Human Research Ethics Committee.

I

I

Identity disclosure

Occurs when data is re-identified and a person’s identity can be linked to a record.

Information

See “data”.

Insights

Information derived from data once processed or analysed.

M

M

Membership disclosure

Occurs if it can be determined whether an individual’s data was in the source dataset used to generate a synthetic dataset.

Mock data

Simulated or fictitious data not created from real data, but may replicate structure or format.

N

N

NHMRC

National Health and Medical Research Council.

O

O

OAIC

Office of the Australian Information Commissioner.

Output

Results generated from data use, such as analyses, insights, reports or derived information.

P

P

Personal information

Information about a person who is reasonably identifiable.
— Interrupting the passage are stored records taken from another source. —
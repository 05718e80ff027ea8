pub mod chat;
pub mod health;

use axum::{extract::DefaultBodyLimit, routing::get, routing::post, Router};

use crate::processing::handlers as resume_handlers;
use crate::screening::handlers as screening_handlers;
use crate::state::AppState;

/// Resume PDFs are small; 20 MiB leaves headroom for batch screening uploads.
const MAX_BODY_BYTES: usize = 20 * 1024 * 1024;

pub fn build_router(state: AppState) -> Router {
    Router::new()
        .route("/health", get(health::health_handler))
        // Resume API
        .route("/api/v1/resumes", post(resume_handlers::handle_upload_resume))
        .route(
            "/api/v1/resumes/extract",
            post(resume_handlers::handle_extract_sections),
        )
        .route(
            "/api/v1/resumes/quickscan",
            post(resume_handlers::handle_quickscan),
        )
        // Screening API
        .route("/api/v1/screening", post(screening_handlers::handle_screening))
        .route(
            "/api/v1/screening/stream",
            post(screening_handlers::handle_screening_stream),
        )
        // Chat API
        .route("/api/v1/chat", post(chat::handle_chat))
        .layer(DefaultBodyLimit::max(MAX_BODY_BYTES))
        .with_state(state)
}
Includes true/false, opinion/fact, recorded or unrecorded information, and includes living or deceased persons.

Perturbation

Modifying data by making small changes (e.g., adding noise) to obscure original values while preserving statistical properties.

PIA

Privacy Impact Assessment.

Privacy Act

Privacy Act 1988 (Cth).

R

R

Real data

Data relating to actual people, places or events.

Redaction

Permanently removing or concealing data for confidentiality.

S

S

Secondary purpose / secondary use

Using personal information for a purpose other than the primary purpose of collection.

Sensitive information

A subset of personal information including racial origin, beliefs, sexual orientation, criminal record, health and genetic information, and some biometric data.

Sharing

Data provided from a Data Provider to a Data Requestor or End User.

Source data

The original data held by the Data Provider from which synthetic health data will be generated.

Statistical disclosure risk

Risk that an individual’s identity or new information about them can be revealed, including attribute and identity disclosure.

Statistical properties

Characteristics of a dataset that can be measured, analysed or interpreted.

Synthetic health data

Artificially generated data that mimics the structure and statistical properties of real health data, and uses real health data as input.

Synthetic health data request

Any request to generate or access synthetic health data for a project or multiple potential purposes.

U

U

Unit record data

Data at the level of a single observation relating to an individual or entity.

Use

The use of personal information by a person within an organisation.

V

V

Very low risk

A level of re-identification risk that is so low as to make identification highly impractical.